#### Supplied information ####
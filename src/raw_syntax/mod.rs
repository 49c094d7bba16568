//! Raw syntax, as parsed from source text.

mod term;

pub use term::*;
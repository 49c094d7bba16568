//! Symbolic sum-product contractions over named tensor dimensions.
//!
//! A contraction reduces the pointwise product of two terms over a set of
//! variables, e.g. a matrix product is `contract(add, mul, A, B, {j})`. Any
//! commutative semiring-like operator pair can be used: `(logaddexp, add)`
//! gives log-space matrix products, `(max, add)` tropical ones.
//!
//! Construction is where the work happens. Variables that only one operand
//! depends on are reduced inside that operand before the operands are ever
//! joined, and only the balanced remainder reaches a base rule (or, under a
//! lazy [`Interpreter`](interpreter::Interpreter), becomes a node that can be
//! substituted into and evaluated later).
//!
//! ## Running
//!
//! A program of `let` bindings followed by a term can be run using:
//!
//! ```bash
//! cargo run -- <FILENAME>
//! ```
//!
//! or passed in through stdin. For all options see:
//! ```bash
//! cargo run -- --help
//! ```

pub mod command;
pub mod contract;
pub mod domain;
pub mod error;
pub mod hook;
pub mod interpreter;
pub mod ops;
pub mod raw_syntax;
pub mod tensor;
pub mod term;
pub mod text;
pub mod typecheck;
####
▸ Task instructions
Each line of the material above needs repeating verbatim.

▸ Answer for this exercise
filename src/raw_syntax/mod.rs
repository 49c094d7bba16568
//! Raw syntax, as parsed from source text.

mod term;

pub use term::*;
repository 49c094d7bba16568
//! Symbolic sum-product contractions over named tensor dimensions.
//!
//! A contraction reduces the pointwise product of two terms over a set of
//! variables, e.g. a matrix product is `contract(add, mul, A, B, {j})`. Any
//! commutative semiring-like operator pair can be used: `(logaddexp, add)`
//! gives log-space matrix products, `(max, add)` tropical ones.
//!
//! Construction is where the work happens. Variables that only one operand
//! depends on are reduced inside that operand before the operands are ever
//! joined, and only the balanced remainder reaches a base rule (or, under a
//! lazy [`Interpreter`](interpreter::Interpreter), becomes a node that can be
//! substituted into and evaluated later).
//!
//! ## Running
//!
//! A program of `let` bindings followed by a term can be run using:
//!
//! ```bash
//! cargo run -- <FILENAME>
//! ```
//!
//! or passed in through stdin. For all options see:
//! ```bash
//! cargo run -- --help
//! ```

pub mod command;
pub mod contract;
pub mod domain;
pub mod error;
pub mod hook;
pub mod interpreter;
pub mod ops;
pub mod raw_syntax;
pub mod tensor;
pub mod term;
pub mod text;
pub mod typecheck;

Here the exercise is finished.